(Input material Opens)
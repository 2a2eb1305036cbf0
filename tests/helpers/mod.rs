//! Fake collaborators and a local callback sink for orchestrator tests
#![allow(dead_code)]

use std::sync::atomic::{AtomicUsize, Ordering};
use std::sync::Arc;
use std::time::Duration;

use async_trait::async_trait;
use axum::extract::State;
use axum::http::StatusCode;
use axum::routing::post;
use axum::{Json, Router};
use tokio::sync::mpsc;
use tokio::task::JoinHandle;
use tokio::time::timeout;

use faceswap_relay::app_state::AppState;
use faceswap_relay::models::request::TestAttributes;
use faceswap_relay::models::result::JobResult;
use faceswap_relay::routes;
use faceswap_relay::services::callback::CallbackClient;
use faceswap_relay::services::generation::{GenerationError, ImageGenerator};
use faceswap_relay::services::orchestrator::{Orchestrator, OrchestratorSettings};
use faceswap_relay::services::queue::JobQueue;
use faceswap_relay::services::vision::{FaceSwapper, ImageRole, VisionError};

use crate::fixtures;

/// Vision service stand-in: "detects" a face in any image that is not pure black.
#[derive(Default)]
pub struct FakeSwapper {
    pub calls: AtomicUsize,
    pub delay: Duration,
    pub panics: bool,
}

impl FakeSwapper {
    pub fn new() -> Arc<Self> {
        Arc::new(Self::default())
    }

    pub fn slow(delay: Duration) -> Arc<Self> {
        Arc::new(Self {
            delay,
            ..Self::default()
        })
    }

    pub fn panicking() -> Arc<Self> {
        Arc::new(Self {
            panics: true,
            ..Self::default()
        })
    }

    pub fn calls(&self) -> usize {
        self.calls.load(Ordering::SeqCst)
    }
}

#[async_trait]
impl FaceSwapper for FakeSwapper {
    async fn swap(&self, source: &[u8], target: &[u8]) -> Result<Vec<u8>, VisionError> {
        self.calls.fetch_add(1, Ordering::SeqCst);
        if !self.delay.is_zero() {
            tokio::time::sleep(self.delay).await;
        }
        if self.panics {
            panic!("vision model crashed");
        }
        if fixtures::dominant_color(source) == fixtures::NO_FACE {
            return Err(VisionError::NoFaceDetected(ImageRole::Source));
        }
        if fixtures::dominant_color(target) == fixtures::NO_FACE {
            return Err(VisionError::NoFaceDetected(ImageRole::Target));
        }
        Ok(fixtures::png(fixtures::SWAPPED))
    }
}

/// Image generation stand-in.
#[derive(Default)]
pub struct FakeGenerator {
    pub calls: AtomicUsize,
    pub fails: bool,
}

impl FakeGenerator {
    pub fn new() -> Arc<Self> {
        Arc::new(Self::default())
    }

    pub fn failing() -> Arc<Self> {
        Arc::new(Self {
            fails: true,
            ..Self::default()
        })
    }

    pub fn calls(&self) -> usize {
        self.calls.load(Ordering::SeqCst)
    }
}

#[async_trait]
impl ImageGenerator for FakeGenerator {
    async fn generate(&self, _attributes: &TestAttributes) -> Result<Vec<u8>, GenerationError> {
        self.calls.fetch_add(1, Ordering::SeqCst);
        if self.fails {
            return Err(GenerationError::Service {
                status: 503,
                body: "model overloaded".to_string(),
            });
        }
        Ok(fixtures::png(fixtures::GENERATED))
    }
}

pub fn settings() -> OrchestratorSettings {
    OrchestratorSettings {
        vision_timeout: Duration::from_secs(5),
        generation_timeout: Duration::from_secs(5),
        processing_delay: Duration::ZERO,
    }
}

pub fn orchestrator(vision: Arc<FakeSwapper>, generator: Arc<FakeGenerator>) -> Orchestrator {
    orchestrator_with(vision, generator, settings())
}

pub fn orchestrator_with(
    vision: Arc<FakeSwapper>,
    generator: Arc<FakeGenerator>,
    settings: OrchestratorSettings,
) -> Orchestrator {
    let callbacks = CallbackClient::new(Duration::from_secs(2)).expect("callback client");
    Orchestrator::new(vision, generator, callbacks, settings)
}

/// Processing API router backed by a live queue and dispatcher.
pub fn processing_app(orchestrator: Orchestrator, default_callback_url: &str) -> Router {
    processing_app_with_workers(orchestrator, default_callback_url, 4).0
}

/// Like [`processing_app`], with a chosen worker count. The dispatcher
/// handle completes once the router (and its queue) is dropped and every
/// accepted job has finished.
pub fn processing_app_with_workers(
    orchestrator: Orchestrator,
    default_callback_url: &str,
    workers: usize,
) -> (Router, JoinHandle<()>) {
    let (queue, dispatcher) = JobQueue::start(orchestrator.clone(), workers);
    let app = routes::processing_router(AppState::new(queue, orchestrator, default_callback_url));
    (app, dispatcher)
}

/// Local HTTP endpoint collecting every result POSTed to it.
pub struct CallbackSink {
    pub url: String,
    results: mpsc::UnboundedReceiver<JobResult>,
}

async fn collect(
    State(tx): State<mpsc::UnboundedSender<JobResult>>,
    Json(result): Json<JobResult>,
) -> StatusCode {
    let _ = tx.send(result);
    StatusCode::OK
}

impl CallbackSink {
    pub async fn start() -> Self {
        let (tx, results) = mpsc::unbounded_channel();
        let app = Router::new().route("/hook", post(collect)).with_state(tx);
        let url = serve(app).await;
        Self {
            url: format!("{url}/hook"),
            results,
        }
    }

    /// Wait for the next delivered result.
    pub async fn next_result(&mut self) -> JobResult {
        timeout(Duration::from_secs(10), self.results.recv())
            .await
            .expect("no callback received within 10s")
            .expect("callback sink closed")
    }

    /// A result that has already been delivered, without waiting.
    pub fn try_next(&mut self) -> Option<JobResult> {
        self.results.try_recv().ok()
    }

    /// Assert nothing else arrives within `wait`.
    pub async fn assert_idle(&mut self, wait: Duration) {
        if let Ok(Some(extra)) = timeout(wait, self.results.recv()).await {
            panic!("unexpected extra callback: {extra:?}");
        }
    }
}

/// Serve `app` on an ephemeral local port and return its base URL.
pub async fn serve(app: Router) -> String {
    let listener = tokio::net::TcpListener::bind("127.0.0.1:0")
        .await
        .expect("bind ephemeral port");
    let addr = listener.local_addr().expect("local addr");
    tokio::spawn(async move {
        axum::serve(listener, app).await.expect("test server");
    });
    format!("http://{addr}")
}

/// URL of a port nothing is listening on.
pub async fn unreachable_url() -> String {
    let listener = tokio::net::TcpListener::bind("127.0.0.1:0")
        .await
        .expect("bind ephemeral port");
    let addr = listener.local_addr().expect("local addr");
    drop(listener);
    format!("http://{addr}/callback")
}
(Input material Closes)
The lines holding the word "CallbackClient" are the answer. Pull them out of the records and copy them.

use faceswap_relay::services::callback::CallbackClient;
    let callbacks = CallbackClient::new(Duration::from_secs(2)).expect("callback client");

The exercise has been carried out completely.